(Stored items)
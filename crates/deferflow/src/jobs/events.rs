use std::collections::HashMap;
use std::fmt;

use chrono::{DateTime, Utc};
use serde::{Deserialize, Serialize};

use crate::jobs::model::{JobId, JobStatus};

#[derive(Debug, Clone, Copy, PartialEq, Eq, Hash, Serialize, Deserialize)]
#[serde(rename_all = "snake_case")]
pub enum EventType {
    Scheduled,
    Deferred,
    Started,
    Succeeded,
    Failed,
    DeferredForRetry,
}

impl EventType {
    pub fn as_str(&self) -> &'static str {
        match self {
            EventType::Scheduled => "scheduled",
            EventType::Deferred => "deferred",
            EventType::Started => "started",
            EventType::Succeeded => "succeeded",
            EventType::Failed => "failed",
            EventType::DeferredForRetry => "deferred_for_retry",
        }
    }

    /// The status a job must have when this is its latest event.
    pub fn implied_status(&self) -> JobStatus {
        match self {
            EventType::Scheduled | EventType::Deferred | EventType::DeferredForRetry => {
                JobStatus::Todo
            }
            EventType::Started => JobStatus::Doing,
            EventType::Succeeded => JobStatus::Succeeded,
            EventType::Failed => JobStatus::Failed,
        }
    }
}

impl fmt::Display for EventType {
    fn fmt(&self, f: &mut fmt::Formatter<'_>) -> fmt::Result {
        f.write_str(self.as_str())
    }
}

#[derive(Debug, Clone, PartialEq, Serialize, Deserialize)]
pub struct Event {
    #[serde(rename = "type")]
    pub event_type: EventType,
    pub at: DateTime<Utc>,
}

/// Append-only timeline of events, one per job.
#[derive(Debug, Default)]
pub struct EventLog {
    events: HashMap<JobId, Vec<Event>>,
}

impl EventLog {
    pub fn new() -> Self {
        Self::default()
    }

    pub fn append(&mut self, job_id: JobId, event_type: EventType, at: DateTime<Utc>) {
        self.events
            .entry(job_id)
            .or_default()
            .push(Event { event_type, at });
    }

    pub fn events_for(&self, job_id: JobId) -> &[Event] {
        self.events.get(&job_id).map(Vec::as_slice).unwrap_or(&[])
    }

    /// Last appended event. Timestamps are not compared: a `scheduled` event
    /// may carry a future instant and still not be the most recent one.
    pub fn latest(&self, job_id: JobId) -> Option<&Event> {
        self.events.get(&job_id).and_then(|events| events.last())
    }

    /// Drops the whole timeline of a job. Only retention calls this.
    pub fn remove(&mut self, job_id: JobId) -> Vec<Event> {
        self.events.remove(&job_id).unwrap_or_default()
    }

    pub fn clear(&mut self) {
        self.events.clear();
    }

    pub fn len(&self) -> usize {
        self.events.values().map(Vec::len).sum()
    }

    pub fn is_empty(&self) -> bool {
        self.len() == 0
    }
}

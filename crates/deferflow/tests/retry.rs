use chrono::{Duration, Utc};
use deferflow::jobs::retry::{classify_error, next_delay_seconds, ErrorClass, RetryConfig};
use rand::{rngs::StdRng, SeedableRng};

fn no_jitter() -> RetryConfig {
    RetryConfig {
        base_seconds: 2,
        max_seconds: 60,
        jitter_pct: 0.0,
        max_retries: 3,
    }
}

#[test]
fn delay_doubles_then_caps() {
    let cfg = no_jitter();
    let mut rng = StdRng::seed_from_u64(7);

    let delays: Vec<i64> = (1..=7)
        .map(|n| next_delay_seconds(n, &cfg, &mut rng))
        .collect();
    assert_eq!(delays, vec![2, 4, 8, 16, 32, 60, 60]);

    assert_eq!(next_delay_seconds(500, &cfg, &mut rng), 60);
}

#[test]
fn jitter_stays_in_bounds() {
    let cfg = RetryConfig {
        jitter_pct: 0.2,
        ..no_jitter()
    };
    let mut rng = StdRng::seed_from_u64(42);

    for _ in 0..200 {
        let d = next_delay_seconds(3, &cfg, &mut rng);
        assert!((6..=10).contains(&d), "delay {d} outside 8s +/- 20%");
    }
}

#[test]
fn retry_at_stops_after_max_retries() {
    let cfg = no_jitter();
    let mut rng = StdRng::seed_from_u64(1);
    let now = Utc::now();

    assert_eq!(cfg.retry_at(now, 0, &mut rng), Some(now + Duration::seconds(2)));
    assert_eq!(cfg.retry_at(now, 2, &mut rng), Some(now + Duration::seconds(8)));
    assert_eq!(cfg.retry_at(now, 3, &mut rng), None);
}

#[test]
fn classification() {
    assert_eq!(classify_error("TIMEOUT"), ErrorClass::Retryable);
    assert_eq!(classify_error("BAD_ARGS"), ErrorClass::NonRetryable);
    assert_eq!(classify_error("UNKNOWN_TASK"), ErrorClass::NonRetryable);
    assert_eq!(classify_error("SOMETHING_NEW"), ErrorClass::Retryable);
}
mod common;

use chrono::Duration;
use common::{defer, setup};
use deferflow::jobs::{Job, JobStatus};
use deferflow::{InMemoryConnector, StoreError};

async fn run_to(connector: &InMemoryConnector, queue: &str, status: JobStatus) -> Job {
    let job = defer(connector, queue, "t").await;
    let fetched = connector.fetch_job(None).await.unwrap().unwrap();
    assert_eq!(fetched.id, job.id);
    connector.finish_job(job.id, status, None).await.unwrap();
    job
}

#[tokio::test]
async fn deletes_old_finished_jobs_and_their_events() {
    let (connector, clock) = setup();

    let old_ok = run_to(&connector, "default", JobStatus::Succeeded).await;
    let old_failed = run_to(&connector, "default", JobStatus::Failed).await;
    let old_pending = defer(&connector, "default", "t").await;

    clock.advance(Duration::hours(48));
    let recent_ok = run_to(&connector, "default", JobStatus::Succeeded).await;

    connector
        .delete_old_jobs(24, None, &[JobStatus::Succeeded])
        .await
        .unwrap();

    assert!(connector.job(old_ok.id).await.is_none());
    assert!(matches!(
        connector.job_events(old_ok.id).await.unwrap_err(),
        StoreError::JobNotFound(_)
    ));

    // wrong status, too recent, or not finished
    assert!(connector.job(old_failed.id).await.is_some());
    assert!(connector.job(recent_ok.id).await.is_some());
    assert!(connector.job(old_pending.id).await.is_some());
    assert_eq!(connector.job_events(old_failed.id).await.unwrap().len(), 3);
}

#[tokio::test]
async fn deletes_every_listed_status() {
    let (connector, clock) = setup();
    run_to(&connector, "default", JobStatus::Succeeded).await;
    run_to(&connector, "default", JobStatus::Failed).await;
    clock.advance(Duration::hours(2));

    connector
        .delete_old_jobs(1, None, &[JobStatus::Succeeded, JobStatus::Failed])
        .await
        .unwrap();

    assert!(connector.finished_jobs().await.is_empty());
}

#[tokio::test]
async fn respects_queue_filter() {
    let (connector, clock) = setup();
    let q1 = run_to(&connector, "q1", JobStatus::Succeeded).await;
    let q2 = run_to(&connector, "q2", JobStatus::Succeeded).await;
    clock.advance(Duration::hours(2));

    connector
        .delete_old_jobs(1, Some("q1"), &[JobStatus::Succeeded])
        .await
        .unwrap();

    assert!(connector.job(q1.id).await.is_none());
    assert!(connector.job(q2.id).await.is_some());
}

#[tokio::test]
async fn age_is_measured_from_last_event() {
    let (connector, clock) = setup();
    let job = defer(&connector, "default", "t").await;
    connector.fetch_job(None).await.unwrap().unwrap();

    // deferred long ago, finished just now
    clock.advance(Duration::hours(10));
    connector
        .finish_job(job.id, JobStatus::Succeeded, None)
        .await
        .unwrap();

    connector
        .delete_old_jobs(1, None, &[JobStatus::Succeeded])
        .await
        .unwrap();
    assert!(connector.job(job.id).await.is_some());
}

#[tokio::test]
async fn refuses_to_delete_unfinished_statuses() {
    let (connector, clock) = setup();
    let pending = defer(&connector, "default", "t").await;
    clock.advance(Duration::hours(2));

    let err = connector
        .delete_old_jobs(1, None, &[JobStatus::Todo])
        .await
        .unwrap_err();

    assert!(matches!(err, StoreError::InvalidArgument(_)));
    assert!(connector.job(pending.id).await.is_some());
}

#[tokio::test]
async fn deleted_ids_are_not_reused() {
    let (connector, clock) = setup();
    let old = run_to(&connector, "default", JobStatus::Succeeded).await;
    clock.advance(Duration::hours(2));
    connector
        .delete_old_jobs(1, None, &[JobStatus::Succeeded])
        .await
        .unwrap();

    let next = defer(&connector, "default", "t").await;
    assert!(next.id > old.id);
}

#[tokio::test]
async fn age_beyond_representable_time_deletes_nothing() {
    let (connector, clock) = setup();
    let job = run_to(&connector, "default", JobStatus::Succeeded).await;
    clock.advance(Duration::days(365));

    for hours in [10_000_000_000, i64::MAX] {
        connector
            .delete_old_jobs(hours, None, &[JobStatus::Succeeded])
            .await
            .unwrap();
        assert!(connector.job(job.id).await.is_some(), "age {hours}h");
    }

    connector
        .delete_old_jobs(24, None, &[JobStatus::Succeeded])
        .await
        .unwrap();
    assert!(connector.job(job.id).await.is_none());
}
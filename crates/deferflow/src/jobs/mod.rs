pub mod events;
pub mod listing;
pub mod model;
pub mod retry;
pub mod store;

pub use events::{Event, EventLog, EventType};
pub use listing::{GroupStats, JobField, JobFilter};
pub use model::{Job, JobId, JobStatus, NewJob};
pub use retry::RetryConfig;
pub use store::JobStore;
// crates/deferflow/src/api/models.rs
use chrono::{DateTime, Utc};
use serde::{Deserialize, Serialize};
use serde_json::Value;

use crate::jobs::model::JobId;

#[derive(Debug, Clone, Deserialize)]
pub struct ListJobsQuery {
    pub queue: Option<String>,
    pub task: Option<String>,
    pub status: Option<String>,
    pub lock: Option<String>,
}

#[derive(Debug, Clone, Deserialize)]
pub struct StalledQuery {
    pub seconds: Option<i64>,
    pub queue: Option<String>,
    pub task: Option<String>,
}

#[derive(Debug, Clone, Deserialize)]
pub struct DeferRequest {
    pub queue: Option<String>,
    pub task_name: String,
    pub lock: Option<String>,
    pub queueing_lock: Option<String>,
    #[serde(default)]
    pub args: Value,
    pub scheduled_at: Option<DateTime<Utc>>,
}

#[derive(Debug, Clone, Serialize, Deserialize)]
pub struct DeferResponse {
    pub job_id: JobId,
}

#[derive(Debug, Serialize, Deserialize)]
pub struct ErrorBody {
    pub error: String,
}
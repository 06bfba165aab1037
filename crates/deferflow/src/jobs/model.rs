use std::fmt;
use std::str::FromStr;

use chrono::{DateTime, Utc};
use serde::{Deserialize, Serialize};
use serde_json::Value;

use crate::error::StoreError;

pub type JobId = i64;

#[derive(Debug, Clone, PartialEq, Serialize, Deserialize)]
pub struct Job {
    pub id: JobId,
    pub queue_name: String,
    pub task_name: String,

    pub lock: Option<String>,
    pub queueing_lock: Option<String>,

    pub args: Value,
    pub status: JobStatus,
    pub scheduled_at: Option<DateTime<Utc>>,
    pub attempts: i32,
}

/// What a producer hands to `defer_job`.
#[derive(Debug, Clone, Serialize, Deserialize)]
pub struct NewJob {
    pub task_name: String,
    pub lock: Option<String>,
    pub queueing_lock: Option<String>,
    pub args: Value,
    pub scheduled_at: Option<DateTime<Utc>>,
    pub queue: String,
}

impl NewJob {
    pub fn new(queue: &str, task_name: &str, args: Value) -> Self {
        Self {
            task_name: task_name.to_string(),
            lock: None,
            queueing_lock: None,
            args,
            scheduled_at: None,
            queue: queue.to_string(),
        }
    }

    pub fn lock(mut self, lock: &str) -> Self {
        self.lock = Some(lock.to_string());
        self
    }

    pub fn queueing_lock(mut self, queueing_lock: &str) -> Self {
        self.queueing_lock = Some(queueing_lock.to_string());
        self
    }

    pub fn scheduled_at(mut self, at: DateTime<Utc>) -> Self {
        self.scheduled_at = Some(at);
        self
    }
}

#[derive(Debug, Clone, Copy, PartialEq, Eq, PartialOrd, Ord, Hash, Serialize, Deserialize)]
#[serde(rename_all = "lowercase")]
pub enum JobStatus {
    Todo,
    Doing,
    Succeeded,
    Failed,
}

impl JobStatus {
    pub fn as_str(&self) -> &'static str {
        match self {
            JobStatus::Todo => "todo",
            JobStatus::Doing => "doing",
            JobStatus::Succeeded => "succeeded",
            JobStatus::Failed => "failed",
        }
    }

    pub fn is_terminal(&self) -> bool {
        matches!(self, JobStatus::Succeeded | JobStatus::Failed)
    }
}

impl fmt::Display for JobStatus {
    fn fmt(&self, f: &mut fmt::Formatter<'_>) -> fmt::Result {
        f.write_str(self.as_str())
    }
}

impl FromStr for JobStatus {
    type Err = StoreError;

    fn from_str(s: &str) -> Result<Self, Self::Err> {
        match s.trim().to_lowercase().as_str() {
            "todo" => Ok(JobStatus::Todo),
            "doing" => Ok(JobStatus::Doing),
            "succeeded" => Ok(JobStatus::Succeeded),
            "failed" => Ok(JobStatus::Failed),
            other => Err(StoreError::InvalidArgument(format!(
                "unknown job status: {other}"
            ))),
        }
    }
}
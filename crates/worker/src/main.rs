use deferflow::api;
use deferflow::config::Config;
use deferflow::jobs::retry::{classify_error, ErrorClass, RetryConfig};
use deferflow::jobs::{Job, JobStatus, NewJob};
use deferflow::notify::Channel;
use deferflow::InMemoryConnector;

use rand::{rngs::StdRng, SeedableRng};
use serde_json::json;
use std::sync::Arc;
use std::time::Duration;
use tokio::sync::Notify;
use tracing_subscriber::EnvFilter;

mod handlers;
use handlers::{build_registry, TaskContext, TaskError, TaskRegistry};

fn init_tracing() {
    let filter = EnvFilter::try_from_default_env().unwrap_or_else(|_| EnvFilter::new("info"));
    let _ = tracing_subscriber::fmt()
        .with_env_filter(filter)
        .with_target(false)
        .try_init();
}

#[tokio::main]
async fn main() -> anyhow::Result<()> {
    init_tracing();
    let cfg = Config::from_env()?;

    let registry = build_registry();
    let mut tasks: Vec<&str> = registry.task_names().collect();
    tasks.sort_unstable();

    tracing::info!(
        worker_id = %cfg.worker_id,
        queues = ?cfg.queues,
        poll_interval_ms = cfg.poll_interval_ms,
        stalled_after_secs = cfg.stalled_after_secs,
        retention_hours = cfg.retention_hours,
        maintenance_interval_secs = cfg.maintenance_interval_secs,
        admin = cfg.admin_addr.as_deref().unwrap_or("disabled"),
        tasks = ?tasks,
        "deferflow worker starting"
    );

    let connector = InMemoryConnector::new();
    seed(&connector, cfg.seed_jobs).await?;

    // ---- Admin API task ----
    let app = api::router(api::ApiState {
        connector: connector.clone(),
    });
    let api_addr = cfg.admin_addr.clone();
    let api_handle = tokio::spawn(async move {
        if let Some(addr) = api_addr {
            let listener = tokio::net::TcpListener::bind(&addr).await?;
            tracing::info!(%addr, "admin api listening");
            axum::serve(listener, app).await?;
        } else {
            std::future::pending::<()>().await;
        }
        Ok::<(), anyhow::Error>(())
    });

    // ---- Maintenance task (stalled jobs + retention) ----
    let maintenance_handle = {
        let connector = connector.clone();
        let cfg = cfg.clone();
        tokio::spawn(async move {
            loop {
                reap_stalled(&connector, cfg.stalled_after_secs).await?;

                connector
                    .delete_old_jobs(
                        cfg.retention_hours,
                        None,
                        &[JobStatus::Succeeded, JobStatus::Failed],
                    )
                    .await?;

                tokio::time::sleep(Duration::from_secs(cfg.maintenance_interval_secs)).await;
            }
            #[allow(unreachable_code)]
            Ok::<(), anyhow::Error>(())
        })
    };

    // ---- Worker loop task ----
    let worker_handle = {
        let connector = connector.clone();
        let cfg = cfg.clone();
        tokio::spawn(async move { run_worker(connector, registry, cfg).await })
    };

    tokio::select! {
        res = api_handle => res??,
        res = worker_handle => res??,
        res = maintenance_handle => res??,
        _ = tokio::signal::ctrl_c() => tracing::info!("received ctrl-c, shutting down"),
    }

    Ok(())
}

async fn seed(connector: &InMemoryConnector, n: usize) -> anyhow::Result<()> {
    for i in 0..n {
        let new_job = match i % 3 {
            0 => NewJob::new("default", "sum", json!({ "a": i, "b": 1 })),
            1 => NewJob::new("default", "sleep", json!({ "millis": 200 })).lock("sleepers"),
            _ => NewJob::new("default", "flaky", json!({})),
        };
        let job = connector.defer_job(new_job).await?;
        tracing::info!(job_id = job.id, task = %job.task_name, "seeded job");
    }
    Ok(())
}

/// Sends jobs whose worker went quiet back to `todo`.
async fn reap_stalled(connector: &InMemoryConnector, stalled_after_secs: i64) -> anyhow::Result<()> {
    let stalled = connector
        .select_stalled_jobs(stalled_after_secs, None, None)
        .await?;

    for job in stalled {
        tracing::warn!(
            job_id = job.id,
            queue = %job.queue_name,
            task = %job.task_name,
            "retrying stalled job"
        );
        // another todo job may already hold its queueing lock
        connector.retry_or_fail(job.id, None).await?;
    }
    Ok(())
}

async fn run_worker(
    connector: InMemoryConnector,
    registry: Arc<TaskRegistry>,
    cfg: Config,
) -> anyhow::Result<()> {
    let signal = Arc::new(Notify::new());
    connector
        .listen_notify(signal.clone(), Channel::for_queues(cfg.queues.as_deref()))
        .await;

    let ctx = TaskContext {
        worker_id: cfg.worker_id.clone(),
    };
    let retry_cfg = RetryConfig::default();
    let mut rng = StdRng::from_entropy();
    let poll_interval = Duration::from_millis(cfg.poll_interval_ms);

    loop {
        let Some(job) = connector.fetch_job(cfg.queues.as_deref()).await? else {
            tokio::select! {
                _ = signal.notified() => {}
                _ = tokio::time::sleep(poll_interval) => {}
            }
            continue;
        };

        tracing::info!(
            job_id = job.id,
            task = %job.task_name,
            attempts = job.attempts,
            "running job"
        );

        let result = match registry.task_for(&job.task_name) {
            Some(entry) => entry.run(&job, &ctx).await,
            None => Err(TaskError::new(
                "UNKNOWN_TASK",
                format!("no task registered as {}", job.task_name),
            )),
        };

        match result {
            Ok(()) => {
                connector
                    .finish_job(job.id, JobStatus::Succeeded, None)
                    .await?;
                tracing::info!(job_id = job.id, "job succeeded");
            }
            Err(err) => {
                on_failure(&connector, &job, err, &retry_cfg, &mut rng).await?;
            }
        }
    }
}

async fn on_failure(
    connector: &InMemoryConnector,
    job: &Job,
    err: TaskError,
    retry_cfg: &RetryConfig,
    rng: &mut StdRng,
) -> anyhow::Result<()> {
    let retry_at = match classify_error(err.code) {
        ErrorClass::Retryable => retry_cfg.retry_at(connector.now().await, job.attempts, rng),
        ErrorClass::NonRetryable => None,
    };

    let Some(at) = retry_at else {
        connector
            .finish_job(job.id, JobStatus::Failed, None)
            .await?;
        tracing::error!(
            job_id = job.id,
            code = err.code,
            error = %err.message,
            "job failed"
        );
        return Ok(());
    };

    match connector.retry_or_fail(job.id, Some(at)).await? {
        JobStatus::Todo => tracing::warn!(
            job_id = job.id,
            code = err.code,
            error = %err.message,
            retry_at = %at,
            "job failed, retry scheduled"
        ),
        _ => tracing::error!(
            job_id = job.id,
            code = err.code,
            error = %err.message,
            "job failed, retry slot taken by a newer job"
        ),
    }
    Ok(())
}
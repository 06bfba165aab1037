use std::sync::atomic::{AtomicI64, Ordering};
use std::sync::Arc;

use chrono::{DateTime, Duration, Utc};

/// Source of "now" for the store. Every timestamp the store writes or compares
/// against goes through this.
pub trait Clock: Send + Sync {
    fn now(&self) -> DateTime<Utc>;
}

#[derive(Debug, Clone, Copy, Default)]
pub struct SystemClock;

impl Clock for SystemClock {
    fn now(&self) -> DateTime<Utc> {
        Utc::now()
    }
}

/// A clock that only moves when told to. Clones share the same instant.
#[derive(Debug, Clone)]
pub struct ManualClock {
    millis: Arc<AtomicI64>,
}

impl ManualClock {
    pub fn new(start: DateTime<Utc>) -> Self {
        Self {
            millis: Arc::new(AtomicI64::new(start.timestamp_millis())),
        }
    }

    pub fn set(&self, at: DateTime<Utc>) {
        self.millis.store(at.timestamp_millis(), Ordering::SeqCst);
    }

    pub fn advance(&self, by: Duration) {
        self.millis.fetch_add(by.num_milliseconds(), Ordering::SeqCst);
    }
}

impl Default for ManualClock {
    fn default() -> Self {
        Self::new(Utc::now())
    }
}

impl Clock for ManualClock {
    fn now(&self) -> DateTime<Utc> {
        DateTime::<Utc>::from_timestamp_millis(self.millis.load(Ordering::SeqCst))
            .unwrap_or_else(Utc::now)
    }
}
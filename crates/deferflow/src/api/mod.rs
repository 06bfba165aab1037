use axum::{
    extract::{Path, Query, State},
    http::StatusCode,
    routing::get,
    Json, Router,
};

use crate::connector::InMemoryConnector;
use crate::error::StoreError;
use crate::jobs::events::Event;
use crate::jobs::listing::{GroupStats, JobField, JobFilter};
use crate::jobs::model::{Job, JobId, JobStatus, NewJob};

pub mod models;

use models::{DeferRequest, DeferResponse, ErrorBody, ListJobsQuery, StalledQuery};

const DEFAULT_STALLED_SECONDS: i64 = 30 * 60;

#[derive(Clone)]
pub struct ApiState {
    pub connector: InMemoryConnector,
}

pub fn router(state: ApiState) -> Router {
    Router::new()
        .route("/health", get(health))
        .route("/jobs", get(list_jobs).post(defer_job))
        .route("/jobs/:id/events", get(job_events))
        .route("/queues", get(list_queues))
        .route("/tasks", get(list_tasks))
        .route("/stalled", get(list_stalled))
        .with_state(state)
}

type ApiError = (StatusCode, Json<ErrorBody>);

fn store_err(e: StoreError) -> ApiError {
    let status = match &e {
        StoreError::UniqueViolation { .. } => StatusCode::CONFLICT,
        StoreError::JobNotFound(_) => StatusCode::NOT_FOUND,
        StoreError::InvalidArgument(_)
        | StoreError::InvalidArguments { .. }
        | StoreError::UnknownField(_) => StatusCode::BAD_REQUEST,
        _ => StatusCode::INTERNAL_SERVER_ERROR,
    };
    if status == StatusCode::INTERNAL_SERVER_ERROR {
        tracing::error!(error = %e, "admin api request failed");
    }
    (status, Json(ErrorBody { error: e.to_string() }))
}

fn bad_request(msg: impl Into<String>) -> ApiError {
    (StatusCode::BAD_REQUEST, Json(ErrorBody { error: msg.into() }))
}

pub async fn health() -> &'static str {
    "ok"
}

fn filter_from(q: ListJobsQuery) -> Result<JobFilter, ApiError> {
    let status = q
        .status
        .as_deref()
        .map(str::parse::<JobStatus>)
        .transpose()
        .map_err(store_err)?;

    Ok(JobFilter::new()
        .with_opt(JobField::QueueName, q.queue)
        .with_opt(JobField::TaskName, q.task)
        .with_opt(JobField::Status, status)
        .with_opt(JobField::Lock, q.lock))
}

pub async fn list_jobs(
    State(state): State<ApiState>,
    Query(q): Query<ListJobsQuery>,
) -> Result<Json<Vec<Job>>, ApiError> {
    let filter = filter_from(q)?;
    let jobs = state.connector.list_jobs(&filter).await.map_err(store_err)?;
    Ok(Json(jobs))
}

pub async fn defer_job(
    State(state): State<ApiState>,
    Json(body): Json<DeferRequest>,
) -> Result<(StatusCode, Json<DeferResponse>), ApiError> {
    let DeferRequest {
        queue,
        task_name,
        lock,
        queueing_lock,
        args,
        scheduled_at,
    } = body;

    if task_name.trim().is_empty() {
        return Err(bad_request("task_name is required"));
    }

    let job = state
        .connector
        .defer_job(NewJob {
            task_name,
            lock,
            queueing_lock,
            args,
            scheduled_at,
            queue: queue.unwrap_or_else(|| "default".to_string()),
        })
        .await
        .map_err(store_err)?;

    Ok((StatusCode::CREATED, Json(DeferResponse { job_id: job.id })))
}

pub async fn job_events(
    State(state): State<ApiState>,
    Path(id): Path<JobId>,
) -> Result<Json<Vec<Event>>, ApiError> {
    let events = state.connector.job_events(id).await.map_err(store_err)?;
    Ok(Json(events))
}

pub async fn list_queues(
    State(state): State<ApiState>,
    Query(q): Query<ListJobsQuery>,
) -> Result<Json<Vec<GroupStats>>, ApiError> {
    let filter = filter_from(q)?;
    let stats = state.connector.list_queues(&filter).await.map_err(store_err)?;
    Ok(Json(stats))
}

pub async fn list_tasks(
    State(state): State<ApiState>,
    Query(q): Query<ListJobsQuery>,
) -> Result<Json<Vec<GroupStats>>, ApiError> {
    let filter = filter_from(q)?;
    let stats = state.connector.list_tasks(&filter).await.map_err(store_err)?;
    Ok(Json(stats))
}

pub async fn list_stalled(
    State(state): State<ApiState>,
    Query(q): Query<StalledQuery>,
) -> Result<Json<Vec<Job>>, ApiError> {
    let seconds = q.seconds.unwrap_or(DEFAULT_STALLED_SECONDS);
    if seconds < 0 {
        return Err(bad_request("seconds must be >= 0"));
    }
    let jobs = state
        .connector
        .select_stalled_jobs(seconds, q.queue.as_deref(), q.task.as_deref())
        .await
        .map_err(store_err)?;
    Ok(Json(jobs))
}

[DESCRIPTION OF THE TASK]
Copy out each line of the data containing the string "StdRng".

[EXERCISE RESPONSE]
use rand::{rngs::StdRng, SeedableRng};
    let mut rng = StdRng::seed_from_u64(7);
    let mut rng = StdRng::seed_from_u64(42);
    let mut rng = StdRng::seed_from_u64(1);
use rand::{rngs::StdRng, SeedableRng};
    let mut rng = StdRng::from_entropy();
    rng: &mut StdRng,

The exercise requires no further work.